The third mechanism that was proposed to explain the skipping of several exons due to the splicing mutation was the “splicing paralysis” model. It was described in detail for the c.1248+5G>A mutation in OXCT1 gene that was found in patient with succinyl-CoA:3-ketoacid CoA transferase deficiency (Hori et al. 2013). This mutation leads to the skipping of exons 12 and 13 from the transcript and first studies aimed to identify appropriate SECRI intermediates, but without any success. Further functional analysis had shown that introns in the normal transcript were spliced in the following order: intron 13, 12, and 11. The presence of mutation affecting donor site of the intron 13 caused the delay in this intron removal thus also affecting the time of intron 12 and 11 splicing. Authors suggested that this caused so-called splicing paralysis that could be solved by the removal of whole intron 11-mutated intron 13 fragment, including exons 12 and 13 (Hori et al. 2013).

The effect of a specific splicing mutation may also depend on the tissue type in which the primary transcript is expressed and thus the availability of the specific factors. A good example is the c.2204+6T>C mutation in the IKBKAP gene, that is found in homozygous state in about 99% of patients with familial dysautonomia inherited in autosomal recessive manner (Cuajungco et al. 2003; Slaugenhaupt et al. 2001). The bioinformatic analysis with Human Splicing Finder (HSF) did not predict that the c.2204+6T>C variant affects splicing. The functional studies had shown, however, that this substitution caused skipping of the exon 20. Functional analysis of the IKBKAP RNA level in distinct tissue types revealed that the wild-type transcript was present at different levels in all examined samples. Its level was the highest in lymphocyte-derived cell lines, while the transcript lacking exon 20 had the highest expression in nervous cells. This can explain why the nervous system deficits are the most prominent in familial dysautonomia patients (Ibrahim et al. 2007; Axelrod et al. 2011).

Deep intronic variants as a cause of cryptic exon inclusion (type II mutations)

Another category of splicing mutations includes deep intronic mutations—usually substitutions localized within large introns that result in the inclusion of an intron fragment—so-called cryptic exon or pseudoexon, into the mature transcript. Functionally, such variants create novel acceptor or donor sites that are recognized by the splicing complex and are used in combination with the existing intronic cryptic splice sites. It is also possible that deep intronic mutations result in the creation of novel regulatory elements (e.g., splicing enhancers) and the recognition of the specific intronic sequences as an exonic ones (detailed review in Vaz-Drago et al. 2017).

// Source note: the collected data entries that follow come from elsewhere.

use crate::cue::error::{CueError, CueResult};
use std::fmt::{Display, Formatter};
use std::str::FromStr;

/// CD audio subdivides a second into 75 frames.
pub const FRAMES_PER_SECOND: u32 = 75;

/// A `MM:SS:FF` position inside the sheet's audio file.
#[derive(Debug, Clone, Copy, Default, Eq, PartialEq, Hash)]
pub struct Timecode {
    pub minutes: u32,
    pub seconds: u32,
    pub frames: u32,
}

/// How the parser and the boundary resolver treat an index they cannot read.
#[derive(Debug, Clone, Copy, Default, Eq, PartialEq)]
pub enum TimecodePolicy {
    /// Malformed or missing indices count as `00:00:00`.
    #[default]
    Lenient,
    /// Malformed or missing indices fail the track they belong to.
    Strict,
}

impl Timecode {
    pub const ZERO: Timecode = Timecode {
        minutes: 0,
        seconds: 0,
        frames: 0,
    };

    pub fn new(minutes: u32, seconds: u32, frames: u32) -> CueResult<Self> {
        if seconds >= 60 || frames >= FRAMES_PER_SECOND {
            return Err(CueError::InvalidTimecode(format!(
                "{minutes:02}:{seconds:02}:{frames:02}"
            )));
        }

        Ok(Self {
            minutes,
            seconds,
            frames,
        })
    }

    /// Parses `text`, falling back to [`Timecode::ZERO`] when it is not a valid timecode.
    pub fn parse_lenient(text: &str) -> Self {
        text.parse().unwrap_or(Self::ZERO)
    }

    pub fn total_frames(&self) -> u64 {
        (self.minutes as u64 * 60 + self.seconds as u64) * FRAMES_PER_SECOND as u64
            + self.frames as u64
    }

    pub fn to_seconds(&self) -> f64 {
        self.minutes as f64 * 60.0 + self.seconds as f64 + self.frames as f64 / 75.0
    }

    /// Sample index of this position at `sample_rate`, rounded to the nearest sample.
    ///
    /// Computed in integers so that e.g. `03:00:00` at 44.1 kHz is exactly `7_938_000`
    /// regardless of floating point error.
    pub fn to_sample(&self, sample_rate: u32) -> u64 {
        let fps = FRAMES_PER_SECOND as u128;
        let scaled = self.total_frames() as u128 * sample_rate as u128;
        ((scaled + fps / 2) / fps) as u64
    }
}

impl FromStr for Timecode {
    type Err = CueError;

    fn from_str(text: &str) -> Result<Self, Self::Err> {
        let parts: Vec<&str> = text.trim().split(':').collect();
        if parts.len() != 3 {
            return Err(CueError::InvalidTimecode(text.to_string()));
        }

        let field = |part: &str| {
            part.parse::<u32>()
                .map_err(|_| CueError::InvalidTimecode(text.to_string()))
        };

        Self::new(field(parts[0])?, field(parts[1])?, field(parts[2])?)
    }
}

impl Display for Timecode {
    fn fmt(&self, f: &mut Formatter<'_>) -> std::fmt::Result {
        write!(
            f,
            "{:02}:{:02}:{:02}",
            self.minutes, self.seconds, self.frames
        )
    }
}

/// Seconds from `start` to `end`, or `None` when `end` is not strictly after `start`.
pub fn duration(start: &Timecode, end: &Timecode) -> Option<f64> {
    let seconds = end.to_seconds() - start.to_seconds();
    (seconds > 0.0).then_some(seconds)
}

#[cfg(test)]
mod tests {
    use super::*;

    fn tc(minutes: u32, seconds: u32, frames: u32) -> Timecode {
        Timecode::new(minutes, seconds, frames).unwrap()
    }

    #[test]
    fn parses_well_formed_timecode() {
        let parsed: Timecode = "03:25:74".parse().unwrap();
        assert_eq!(parsed, tc(3, 25, 74));
    }

    #[test]
    fn allows_minutes_beyond_two_digits() {
        let parsed: Timecode = "120:00:00".parse().unwrap();
        assert_eq!(parsed.minutes, 120);
    }

    #[test]
    fn rejects_frame_75_and_above() {
        assert!(matches!(
            "00:00:75".parse::<Timecode>(),
            Err(CueError::InvalidTimecode(_))
        ));
    }

    #[test]
    fn rejects_wrong_segment_count() {
        assert!("00:00".parse::<Timecode>().is_err());
        assert!("00:00:00:00".parse::<Timecode>().is_err());
        assert!("".parse::<Timecode>().is_err());
    }

    #[test]
    fn rejects_non_numeric_segments() {
        assert!("aa:00:00".parse::<Timecode>().is_err());
        assert!("00:-1:00".parse::<Timecode>().is_err());
    }

    #[test]
    fn lenient_parse_defaults_to_zero() {
        assert_eq!(Timecode::parse_lenient("garbage"), Timecode::ZERO);
        assert_eq!(Timecode::parse_lenient("01:02"), Timecode::ZERO);
        assert_eq!(Timecode::parse_lenient("01:02:03"), tc(1, 2, 3));
    }

    #[test]
    fn converts_to_seconds() {
        assert_eq!(tc(0, 0, 0).to_seconds(), 0.0);
        assert_eq!(tc(3, 0, 0).to_seconds(), 180.0);
        assert!((tc(1, 2, 30).to_seconds() - 62.4).abs() < 1e-9);
    }

    #[test]
    fn converts_to_sample_exactly_for_cd_rate() {
        assert_eq!(tc(3, 0, 0).to_sample(44_100), 7_938_000);
        assert_eq!(tc(0, 0, 1).to_sample(44_100), 588);
        assert_eq!(tc(6, 0, 0).to_sample(44_100), 15_876_000);
    }

    #[test]
    fn rounds_to_nearest_sample_for_non_multiple_rates() {
        // 1/75 s at 32 kHz is 426.67 samples
        assert_eq!(tc(0, 0, 1).to_sample(32_000), 427);
        // 2/75 s at 32 kHz is 853.33 samples
        assert_eq!(tc(0, 0, 2).to_sample(32_000), 853);
    }

    #[test]
    fn to_sample_is_monotonic_in_sample_rate() {
        let rates = [8_000, 11_025, 22_050, 32_000, 44_100, 48_000, 88_200, 96_000, 192_000];
        for t in [tc(0, 0, 1), tc(0, 59, 74), tc(12, 34, 56), tc(79, 59, 74)] {
            let samples: Vec<u64> = rates.iter().map(|r| t.to_sample(*r)).collect();
            assert!(samples.windows(2).all(|w| w[0] <= w[1]), "{t}: {samples:?}");
        }
    }

    #[test]
    fn to_sample_over_rate_converges_to_seconds() {
        let t = tc(4, 33, 17);
        let mut previous_error = f64::MAX;
        for rate in [1_000u32, 10_000, 100_000, 1_000_000] {
            let error = (t.to_sample(rate) as f64 / rate as f64 - t.to_seconds()).abs();
            assert!(error <= 0.5 / rate as f64 + 1e-12);
            assert!(error <= previous_error);
            previous_error = error;
        }
    }

    #[test]
    fn duration_is_positive_or_unknown() {
        assert_eq!(duration(&tc(0, 0, 0), &tc(3, 0, 0)), Some(180.0));
        assert_eq!(duration(&tc(3, 0, 0), &tc(3, 0, 0)), None);
        assert_eq!(duration(&tc(3, 0, 0), &tc(2, 0, 0)), None);
    }

    #[test]
    fn displays_zero_padded() {
        assert_eq!(tc(3, 5, 7).to_string(), "03:05:07");
        assert_eq!(Timecode::ZERO.to_string(), "00:00:00");
    }
}
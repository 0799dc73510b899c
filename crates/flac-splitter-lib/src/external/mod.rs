//! Hand-off to third-party splitters found on `PATH`.

use crate::audio::error::{AudioError, AudioResult};
use crate::cue::models::Album;
use crate::cue::timecode::Timecode;
use log::debug;
use std::path::{Path, PathBuf};
use std::process::Command;

pub mod ffmpeg;
pub mod sheet;
pub mod shnsplit;

/// One output the external tool is expected to produce.
#[derive(Debug, Clone, Eq, PartialEq)]
pub struct PlannedTrack {
    pub number: u32,
    /// Sanitized title, as it appears in the output file name.
    pub title: String,
    pub start: Timecode,
    /// Start of the next planned track; `None` runs to the end of the stream.
    pub end: Option<Timecode>,
    pub output: PathBuf,
}

#[derive(Debug, Clone)]
pub struct ExternalSplitRequest<'a> {
    pub album: &'a Album,
    pub source: &'a Path,
    pub output_dir: &'a Path,
    pub tracks: &'a [PlannedTrack],
    pub overwrite: bool,
}

pub trait ExternalSplitter {
    fn name(&self) -> &'static str;

    fn is_available(&self) -> bool;

    /// Cuts `request.source` into `request.tracks`. A tool may skip individual tracks; the caller
    /// checks which planned outputs exist afterwards.
    fn split(&self, request: &ExternalSplitRequest) -> AudioResult<()>;
}

pub type BoxedSplitter = Box<dyn ExternalSplitter + Send + Sync>;

/// Searches `PATH` for an executable called `name`.
pub fn find_executable(name: &str) -> Option<PathBuf> {
    let paths = std::env::var_os("PATH")?;
    std::env::split_paths(&paths)
        .flat_map(|dir| executable_candidates(&dir, name))
        .find(|candidate| candidate.is_file())
}

fn executable_candidates(dir: &Path, name: &str) -> Vec<PathBuf> {
    if cfg!(windows) {
        vec![dir.join(format!("{name}.exe")), dir.join(name)]
    } else {
        vec![dir.join(name)]
    }
}

/// Runs `command` to completion, turning a non-zero exit into [`AudioError::ExternalToolFailed`]
/// carrying the combined output.
fn run(tool: &'static str, command: &mut Command) -> AudioResult<()> {
    debug!("Running {command:?}");

    let output = command.output()?;
    if output.status.success() {
        return Ok(());
    }

    let mut text = String::from_utf8_lossy(&output.stderr).into_owned();
    text.push_str(&String::from_utf8_lossy(&output.stdout));
    Err(AudioError::ExternalToolFailed {
        tool,
        output: format!("{} ({})", text.trim(), output.status),
    })
}
use std::fmt::{Display, Formatter};
use thiserror::Error;

#[derive(Debug, Error)]
pub enum CueError {
    #[error(transparent)]
    IoError(#[from] std::io::Error),

    #[error("Malformed sheet at line {line}: {reason}")]
    MalformedSheet { line: usize, reason: String },

    #[error("Sheet is incomplete: {0}")]
    MissingField(MissingField),

    #[error("Invalid timecode: {0}")]
    InvalidTimecode(String),
}

/// Required parts of a sheet checked by strict validation.
#[derive(Debug, Clone, Copy, Eq, PartialEq)]
pub enum MissingField {
    AudioFile,
    AlbumTitle,
    Tracks,
    TrackTitle(u32),
    TrackIndex(u32),
}

impl Display for MissingField {
    fn fmt(&self, f: &mut Formatter<'_>) -> std::fmt::Result {
        match self {
            MissingField::AudioFile => write!(f, "missing FILE directive"),
            MissingField::AlbumTitle => write!(f, "missing album TITLE"),
            MissingField::Tracks => write!(f, "no tracks found"),
            MissingField::TrackTitle(number) => write!(f, "track {number} missing TITLE"),
            MissingField::TrackIndex(number) => write!(f, "track {number} missing INDEX 01"),
        }
    }
}

impl From<MissingField> for CueError {
    fn from(field: MissingField) -> Self {
        CueError::MissingField(field)
    }
}

pub type CueResult<T> = Result<T, CueError>;
use flac_splitter_lib::split::outcome::AlbumReport;
use std::path::{Path, PathBuf};

/// What happened to one sheet.
#[derive(Debug)]
pub enum AlbumOutcome {
    Split(AlbumReport),
    /// The referenced audio file does not exist.
    Skipped { audio: PathBuf },
    Failed(String),
}

#[derive(Debug, Default)]
pub struct BatchSummary {
    pub found: usize,
    pub processed: usize,
    pub skipped: usize,
    pub failed: usize,
    pub tracks_written: usize,
    /// One line per album or track that did not come out complete.
    pub problems: Vec<String>,
}

impl BatchSummary {
    pub fn new(found: usize) -> Self {
        Self {
            found,
            ..Default::default()
        }
    }

    pub fn record(&mut self, sheet: &Path, outcome: AlbumOutcome) {
        match outcome {
            AlbumOutcome::Split(report) => {
                self.tracks_written += report.written() + report.untagged();
                for (track, err) in report.problems() {
                    self.problems.push(format!(
                        "{}: track {:02} \"{}\": {err}",
                        sheet.display(),
                        track.number,
                        track.title
                    ));
                }

                // an album without a single usable track counts as failed
                if !report.tracks.is_empty() && report.failed() == report.tracks.len() {
                    self.failed += 1;
                } else {
                    self.processed += 1;
                }
            }
            AlbumOutcome::Skipped { audio } => {
                self.skipped += 1;
                self.problems.push(format!(
                    "{}: skipped, audio file {} not found",
                    sheet.display(),
                    audio.display()
                ));
            }
            AlbumOutcome::Failed(reason) => {
                self.failed += 1;
                self.problems
                    .push(format!("{}: {reason}", sheet.display()));
            }
        }
    }

    pub fn has_failures(&self) -> bool {
        self.failed > 0
    }

    pub fn render(&self, output: &Path) -> String {
        let mut lines = vec![
            "=== Summary ===".to_string(),
            format!("Total CUE files found: {}", self.found),
            format!("Successfully processed: {}", self.processed),
        ];
        if self.skipped > 0 {
            lines.push(format!("Skipped (audio file missing): {}", self.skipped));
        }
        if self.failed > 0 {
            lines.push(format!("Failed: {}", self.failed));
        }
        lines.push(format!("Tracks written: {}", self.tracks_written));

        if !self.problems.is_empty() {
            lines.push(String::new());
            lines.push("Problems:".to_string());
            lines.extend(self.problems.iter().map(|p| format!("  {p}")));
        }

        lines.push(String::new());
        lines.push(format!("Output directory: {}", output.display()));
        lines.join("\n")
    }
}
//! Cutting one album into tagged per-track files.
//!
//! [`Splitter`] is written once against the [`Decoder`], [`Encoder`], [`TagWriter`] and
//! [`ExternalSplitter`] capabilities; the [`SplitMode`] only decides which of them take part.

use crate::audio::flac::FlacEncoder;
use crate::audio::vorbis::VorbisTagWriter;
use crate::audio::{Decoder, Encoder, SourceDecoder, TagWriter};
use crate::cue::timecode::TimecodePolicy;
use crate::external::ffmpeg::FfmpegSplitter;
use crate::external::shnsplit::ShnsplitSplitter;
use crate::external::{BoxedSplitter, ExternalSplitter};
use std::path::PathBuf;

pub mod boundary;
mod engine;
pub mod error;
pub mod naming;
pub mod outcome;
pub mod router;
pub mod tags;

#[derive(Debug, Clone, Copy, Default, Eq, PartialEq)]
pub enum SplitMode {
    /// Decode and re-encode in process. Needs no external tools.
    #[default]
    Full,
    /// Validate track starts against the decoded stream info, cut with an external tool.
    Hybrid,
    /// Cut with an external tool only.
    External,
}

#[derive(Debug, Clone)]
pub struct SplitOptions {
    pub output_dir: PathBuf,
    pub mode: SplitMode,
    /// Replace existing outputs. When off, an existing output fails only its track.
    pub overwrite: bool,
    pub prefer_ffmpeg: bool,
    /// Text between track number and title in output names.
    pub separator: String,
    pub timecodes: TimecodePolicy,
}

impl Default for SplitOptions {
    fn default() -> Self {
        Self {
            output_dir: PathBuf::from("."),
            mode: SplitMode::default(),
            overwrite: true,
            prefer_ffmpeg: false,
            separator: " - ".to_string(),
            timecodes: TimecodePolicy::default(),
        }
    }
}

/// Implementations the splitter works with.
pub struct Capabilities {
    pub decoder: Box<dyn Decoder + Send + Sync>,
    pub encoder: Box<dyn Encoder + Send + Sync>,
    pub tag_writer: Box<dyn TagWriter + Send + Sync>,
    pub external: Vec<BoxedSplitter>,
}

impl Capabilities {
    pub fn with_external(mut self, splitter: impl ExternalSplitter + Send + Sync + 'static) -> Self {
        self.external.push(Box::new(splitter));
        self
    }
}

impl Default for Capabilities {
    /// FLAC/WAV sources, verbatim FLAC outputs, Vorbis comments, and whichever of shnsplit and
    /// ffmpeg are on `PATH`.
    fn default() -> Self {
        Self {
            decoder: Box::new(SourceDecoder::default()),
            encoder: Box::new(FlacEncoder::default()),
            tag_writer: Box::new(VorbisTagWriter),
            external: vec![
                Box::new(ShnsplitSplitter::new()),
                Box::new(FfmpegSplitter::new()),
            ],
        }
    }
}

pub struct Splitter {
    options: SplitOptions,
    capabilities: Capabilities,
}

impl Splitter {
    pub fn new(options: SplitOptions, capabilities: Capabilities) -> Self {
        Self {
            options,
            capabilities,
        }
    }

    pub fn options(&self) -> &SplitOptions {
        &self.options
    }
}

One of the most common and well-known deep intronic change is a c.3718-2477C>T (legacy name: c. 3849+10 kb C>T) variant being one of the most frequent mutations in CFTR gene responsible for cystic fibrosis in Polish population (Sobczyńska-Tomaszewska et al. 2013). This mutation is located within the intron 19 and creates a novel donor site that results in the inclusion of an 84-bp cryptic exon into the mature mRNA. This cryptic exon contains an in-frame STOP codon, and thus, the translated protein is shorter and nonfunctional (Sanz et al. 2017). The CF patients with c.3718-2477C>T mutation often have a relatively mild phenotype with a variable disease expression. It was found that the severity of the disease is inversely correlated with the level of correctly spliced transcripts that suggest that the splicing regulation might be an important modifier of the CF clinical course in the presence of intronic mutations. Functional studies had shown that the overexpression of the HTRA2-β1, SC35 splicing factors in the presence of the c.3718-2477C>T mutation promotes proper CFTR pre-mRNA splicing and restored the function of the chloride channel (Nissim-Rafinia et al. 2004).

Deep intronic mutations are not common, but their effect on transcript splicing and further protein synthesis is significant. The analysis for the presence of such mutations should be considered when the identification of potentially pathogenic variants in the coding regions and exon/intron boundaries was not effective, and the patient phenotype is specific for a mutation is a specific gene. The techniques that can be helpful in the identification of deep intronic mutations that include RNA/cDNA sequencing and genome or targeted whole gene next-generation sequencing. However, the mutations identified on genomic level should be confirmed with functional RNA testing.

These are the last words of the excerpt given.